Fluoroquinolones (also simply called quinolones) interfere with the bacteria's genetic material so they cannot reproduce. They are the standard alternatives to TMP-SMX. Examples of quinolones include ofloxacin (Floxacin), ciprofloxacin (Cipro), norfloxacin (Noroxin), levofloxacin (Levaquin), gatifloxacin (Tequin), and sparfloxacin (Zagam). These antibiotics are effective against a wide range of organisms but are expensive and, in general, used in the following circumstances:

* In patients with complicated or catheter-induced UTIs.
* In patients who do not respond or who are allergic to TMP-SMX.
* In communities where there are high rates of bacteria resistant to TMP-SMX.
* In elderly patients. A 2001 study of older women with UTIs (mean age 80), about half of whom were living in nursing homes, found that 96% responded to ciprofloxacin, compared with 87% to TMP-SMX.

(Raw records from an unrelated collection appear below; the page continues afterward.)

//! Load pass accounting and the tolerance gate

use std::fmt;
use std::sync::atomic::{AtomicU64, Ordering};

use serde::{Deserialize, Serialize};

use super::errors::{ContainerError, ContainerResult};

/// Counts accumulated across one load pass.
#[derive(Debug, Clone, Copy, Default, PartialEq, Eq, Serialize, Deserialize)]
pub struct LoadStats {
    /// Records pulled from the iterator, good or bad
    pub total: u64,
    /// Records that failed to decode or apply
    pub errors: u64,
}

impl LoadStats {
    /// Error ratio of the pass. An empty pass has ratio 0.
    pub fn error_ratio(&self) -> f64 {
        self.errors as f64 / self.total.max(1) as f64
    }

    /// Records that were applied
    pub fn applied(&self) -> u64 {
        self.total - self.errors
    }
}

impl fmt::Display for LoadStats {
    fn fmt(&self, f: &mut fmt::Formatter<'_>) -> fmt::Result {
        write!(f, "total={}, errors={}", self.total, self.errors)
    }
}

/// Maximum fraction of record errors a pass may absorb.
#[derive(Debug, Clone, Copy, PartialEq, PartialOrd, Serialize)]
pub struct Tolerance(f64);

impl Tolerance {
    /// Rejects every pass with at least one record error.
    pub const STRICT: Tolerance = Tolerance(0.0);

    /// Create a tolerance; `None` if outside `[0, 1]` or NaN.
    pub fn new(ratio: f64) -> Option<Self> {
        if (0.0..=1.0).contains(&ratio) {
            Some(Self(ratio))
        } else {
            None
        }
    }

    /// Get the ratio
    pub fn ratio(&self) -> f64 {
        self.0
    }

    /// Reject the pass if its error ratio is above the tolerance.
    pub fn check(&self, stats: LoadStats) -> ContainerResult<()> {
        let ratio = stats.error_ratio();
        if ratio > self.0 {
            return Err(ContainerError::ToleranceExceeded {
                ratio,
                tolerance: self.0,
                stats,
            });
        }
        Ok(())
    }
}

impl Default for Tolerance {
    fn default() -> Self {
        Self::STRICT
    }
}

/// Live counters for the pass in progress.
///
/// Readers may observe the counters mid-pass; values are best-effort.
#[derive(Debug, Default)]
pub(crate) struct PassCounter {
    total: AtomicU64,
    errors: AtomicU64,
}

impl PassCounter {
    pub(crate) fn reset(&self) {
        self.total.store(0, Ordering::Relaxed);
        self.errors.store(0, Ordering::Relaxed);
    }

    pub(crate) fn record_ok(&self) {
        self.total.fetch_add(1, Ordering::Relaxed);
    }

    pub(crate) fn record_err(&self) {
        self.total.fetch_add(1, Ordering::Relaxed);
        self.errors.fetch_add(1, Ordering::Relaxed);
    }

    pub(crate) fn snapshot(&self) -> LoadStats {
        LoadStats {
            total: self.total.load(Ordering::Relaxed),
            errors: self.errors.load(Ordering::Relaxed),
        }
    }
}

Pregnant women should not take fluoroquinolone antibiotics. They also have more adverse effects in children than other antibiotics and should not be the first-line option in most situations.

Antibiotics Used Specifically for UTIs

Nitrofurantoin. Nitrofurantoin (Furadantin, Macrodantin) is a relatively inexpensive antibiotic that is used specifically for urinary tract infections. It is an effective alternative to TMP-SMX or a quinolone. Unlike many of the other drugs, however, it must be given seven to 10 days, even in cases of simple cystitis. (Shorter course treatments are being investigated.) It is not useful for treating kidney infections. Nitrofurantoin frequently causes stomach upset and interacts with many drugs. Other chronic or serious medical conditions may also affect its use. It should not be used in pregnant women within a week or two of delivery, in nursing mothers, or in those with kidney disease.

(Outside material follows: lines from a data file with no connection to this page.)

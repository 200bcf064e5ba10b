//! Window, framebuffer presentation and UI-thread input capture.

use std::sync::atomic::{AtomicBool, Ordering};
use std::sync::mpsc::Sender;
use std::sync::{Arc, Mutex};

use machine_nes::controller::{PadHandle, ZapperHandle};
use machine_nes::{SCREEN_HEIGHT, SCREEN_WIDTH};
use pixels::{Pixels, SurfaceTexture};
use winit::application::ApplicationHandler;
use winit::dpi::LogicalSize;
use winit::event::{ElementState, MouseButton, WindowEvent};
use winit::event_loop::ActiveEventLoop;
use winit::keyboard::{KeyCode, PhysicalKey};
use winit::window::{Window, WindowAttributes, WindowId};

use crate::input::{map_keycode, GamepadInput};
use crate::EmuCommand;

/// The UI-thread side of the runner: draws published frames and posts
/// input to the emulation thread through atomics and the command channel.
pub struct App {
    title: String,
    scale: u32,
    window: Option<&'static Window>,
    pixels: Option<Pixels<'static>>,
    shared_frame: Arc<Mutex<Vec<u32>>>,
    pad: PadHandle,
    zapper: ZapperHandle,
    gamepad: Option<GamepadInput>,
    keyboard_bits: u8,
    commands: Sender<EmuCommand>,
    stop: Arc<AtomicBool>,
}

impl App {
    pub fn new(
        title: String,
        scale: u32,
        shared_frame: Arc<Mutex<Vec<u32>>>,
        pad: PadHandle,
        zapper: ZapperHandle,
        commands: Sender<EmuCommand>,
        stop: Arc<AtomicBool>,
    ) -> Self {
        Self {
            title,
            scale,
            window: None,
            pixels: None,
            shared_frame,
            pad,
            zapper,
            gamepad: GamepadInput::new(),
            keyboard_bits: 0,
            commands,
            stop,
        }
    }

    fn handle_key(&mut self, keycode: KeyCode, pressed: bool) {
        if let Some(button) = map_keycode(keycode) {
            if pressed {
                self.keyboard_bits |= button;
            } else {
                self.keyboard_bits &= !button;
            }
            // Without a gamepad the keyboard writes the pad directly; with
            // one, the per-frame poll merges both.
            if self.gamepad.is_none() {
                self.pad.set_state(self.keyboard_bits);
            }
        }

        if pressed {
            match keycode {
                KeyCode::F2 => drop(self.commands.send(EmuCommand::Reset)),
                KeyCode::F5 => drop(self.commands.send(EmuCommand::SaveState)),
                KeyCode::F8 => drop(self.commands.send(EmuCommand::LoadState)),
                _ => {}
            }
        }
    }

    fn present(&mut self, event_loop: &ActiveEventLoop) {
        let Some(pixels) = self.pixels.as_mut() else {
            return;
        };

        {
            let shared = self.shared_frame.lock().unwrap();
            let frame = pixels.frame_mut();
            for (i, &argb) in shared.iter().enumerate() {
                let offset = i * 4;
                frame[offset] = ((argb >> 16) & 0xFF) as u8;
                frame[offset + 1] = ((argb >> 8) & 0xFF) as u8;
                frame[offset + 2] = (argb & 0xFF) as u8;
                frame[offset + 3] = 0xFF;
            }
        }

        if let Err(err) = pixels.render() {
            eprintln!("Render error: {err}");
            self.stop.store(true, Ordering::Relaxed);
            event_loop.exit();
        }
    }
}

impl ApplicationHandler for App {
    fn resumed(&mut self, event_loop: &ActiveEventLoop) {
        if self.window.is_some() {
            return;
        }

        let size = LogicalSize::new(SCREEN_WIDTH * self.scale, SCREEN_HEIGHT * self.scale);
        let attrs = WindowAttributes::default()
            .with_title(self.title.clone())
            .with_inner_size(size);

        match event_loop.create_window(attrs) {
            Ok(window) => {
                let window: &'static Window = Box::leak(Box::new(window));
                let inner = window.inner_size();
                let surface = SurfaceTexture::new(inner.width, inner.height, window);
                match Pixels::new(SCREEN_WIDTH, SCREEN_HEIGHT, surface) {
                    Ok(pixels) => self.pixels = Some(pixels),
                    Err(err) => {
                        eprintln!("Failed to create pixel surface: {err}");
                        self.stop.store(true, Ordering::Relaxed);
                        event_loop.exit();
                        return;
                    }
                }
                self.window = Some(window);
            }
            Err(err) => {
                eprintln!("Failed to create window: {err}");
                self.stop.store(true, Ordering::Relaxed);
                event_loop.exit();
            }
        }
    }

    fn window_event(&mut self, event_loop: &ActiveEventLoop, _id: WindowId, event: WindowEvent) {
        match event {
            WindowEvent::CloseRequested => {
                self.stop.store(true, Ordering::Relaxed);
                event_loop.exit();
            }

            WindowEvent::Resized(size) => {
                if size.width > 0 && size.height > 0 {
                    if let Some(pixels) = self.pixels.as_mut() {
                        pixels.resize_surface(size.width, size.height).ok();
                    }
                }
            }

            WindowEvent::KeyboardInput { event, .. } => {
                if let PhysicalKey::Code(keycode) = event.physical_key {
                    if keycode == KeyCode::Escape && event.state == ElementState::Pressed {
                        self.stop.store(true, Ordering::Relaxed);
                        event_loop.exit();
                        return;
                    }
                    self.handle_key(keycode, event.state == ElementState::Pressed);
                }
            }

            WindowEvent::CursorMoved { position, .. } => {
                if let Some(pixels) = self.pixels.as_ref() {
                    match pixels.window_pos_to_pixel((position.x as f32, position.y as f32)) {
                        Ok((x, y)) => self.zapper.aim_at(x as i32, y as i32),
                        Err(_) => self.zapper.aim_at(-1, -1),
                    }
                }
            }

            WindowEvent::MouseInput { state, button, .. } => {
                if button == MouseButton::Left {
                    self.zapper.set_trigger(state == ElementState::Pressed);
                }
            }

            WindowEvent::RedrawRequested => {
                self.present(event_loop);
            }

            _ => {}
        }
    }

    fn about_to_wait(&mut self, _event_loop: &ActiveEventLoop) {
        let keyboard_bits = self.keyboard_bits;
        if let Some(gamepad) = self.gamepad.as_mut() {
            gamepad.poll(&self.pad, keyboard_bits);
        }
        if let Some(window) = self.window {
            window.request_redraw();
        }
    }
}
//! Cycle-timing and interrupt-boundary tests against a flat RAM bus.

use cpu_6502::Mos6502;
use emu_core::{Bus, Cpu};

struct RamBus {
    memory: Vec<u8>,
}

impl RamBus {
    fn new() -> Self {
        Self {
            memory: vec![0; 0x10000],
        }
    }

    fn load(&mut self, addr: u16, program: &[u8]) {
        let addr = addr as usize;
        self.memory[addr..addr + program.len()].copy_from_slice(program);
    }
}

impl Bus for RamBus {
    fn read(&mut self, address: u16, _read_only: bool) -> u8 {
        self.memory[address as usize]
    }

    fn write(&mut self, address: u16, value: u8) {
        self.memory[address as usize] = value;
    }
}

fn step(cpu: &mut Mos6502, bus: &mut RamBus) -> u32 {
    let mut cycles = 0;
    loop {
        cycles += 1;
        if cpu.clock(bus) {
            return cycles;
        }
    }
}

#[test]
fn countdown_loop_total_cycles() {
    // LDX #$05 ; loop: DEX ; BNE loop ; NOP
    let mut cpu = Mos6502::new();
    let mut bus = RamBus::new();
    bus.load(0x0200, &[0xA2, 0x05, 0xCA, 0xD0, 0xFD, 0xEA]);
    cpu.set_pc(0x0200);

    let mut total = step(&mut cpu, &mut bus); // LDX: 2
    for _ in 0..5 {
        total += step(&mut cpu, &mut bus); // DEX: 2
        total += step(&mut cpu, &mut bus); // BNE: 3 taken, 2 on exit
    }
    // 2 + 5*2 + 4*3 + 2 = 26
    assert_eq!(total, 26);
    assert_eq!(cpu.x(), 0);
    assert_eq!(cpu.pc(), 0x0205);
    assert_eq!(cpu.total_cycles(), 26);
}

#[test]
fn nmi_waits_for_instruction_boundary() {
    // A 6-cycle instruction is in flight when the NMI arrives; the
    // interrupt sequence must not start until it retires.
    let mut cpu = Mos6502::new();
    let mut bus = RamBus::new();
    bus.load(0x0200, &[0xEE, 0x50, 0x03]); // INC $0350 (6 cycles)
    bus.memory[0xFFFA] = 0x00;
    bus.memory[0xFFFB] = 0x90;
    bus.memory[0x9000] = 0xEA;
    cpu.set_pc(0x0200);

    // Burn two cycles into the INC, then raise NMI.
    assert!(!cpu.clock(&mut bus));
    assert!(!cpu.clock(&mut bus));
    cpu.nmi();

    // INC still finishes (4 more cycles) and commits its write.
    for _ in 0..3 {
        assert!(!cpu.clock(&mut bus));
    }
    assert!(cpu.clock(&mut bus));
    assert_eq!(bus.memory[0x0350], 1);
    assert_eq!(cpu.pc(), 0x0203);

    // Next unit is the 8-cycle NMI sequence.
    assert_eq!(step(&mut cpu, &mut bus), 8);
    assert_eq!(cpu.pc(), 0x9000);
}

#[test]
fn irq_serviced_after_cli() {
    let mut cpu = Mos6502::new();
    let mut bus = RamBus::new();
    bus.load(0x0200, &[0x58, 0xEA]); // CLI ; NOP
    bus.memory[0xFFFE] = 0x00;
    bus.memory[0xFFFF] = 0x95;
    cpu.set_pc(0x0200);

    cpu.irq(); // Swallowed: I still set.
    step(&mut cpu, &mut bus); // CLI
    cpu.irq(); // Accepted now.
    assert_eq!(step(&mut cpu, &mut bus), 7);
    assert_eq!(cpu.pc(), 0x9500);
}

#[test]
fn rmw_absolute_x_never_gets_cross_discount() {
    let mut cpu = Mos6502::new();
    let mut bus = RamBus::new();
    // ASL $0210,X with X = 0 (no cross): still 7 cycles.
    bus.load(0x0200, &[0x1E, 0x10, 0x02]);
    cpu.set_pc(0x0200);
    assert_eq!(step(&mut cpu, &mut bus), 7);
}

Fosfomycin. The antibiotic fosfomycin (Monurol), which comes in an orange-flavored, soluble powder, is proving to be another good alternative. It can be an effective one-dose treatment for many women, including those who are pregnant. To date, bacterial resistance rates to this antibiotic are very low.


Tetracyclines inhibit bacterial growth. They include doxycycline, tetracycline, and minocycline. Long-term treatment with tetracycline or doxycycline may be used for infections that are caused by Mycoplasma or Chlamydia. Tetracyclines have unique side effects among antibiotics, including skin reactions to sunlight, possible burning in the throat, and tooth discoloration.


Aminoglycosides (gentamicin, kanamycin, tobramycin, amikacin) are given by injection for very serious bacterial infections. They can be given only in combination with other antibiotics. Gentamicin is the most commonly used aminoglycoside for serious UTIs. They can have very serious side effects, including damage to hearing, sense of balance, and kidneys.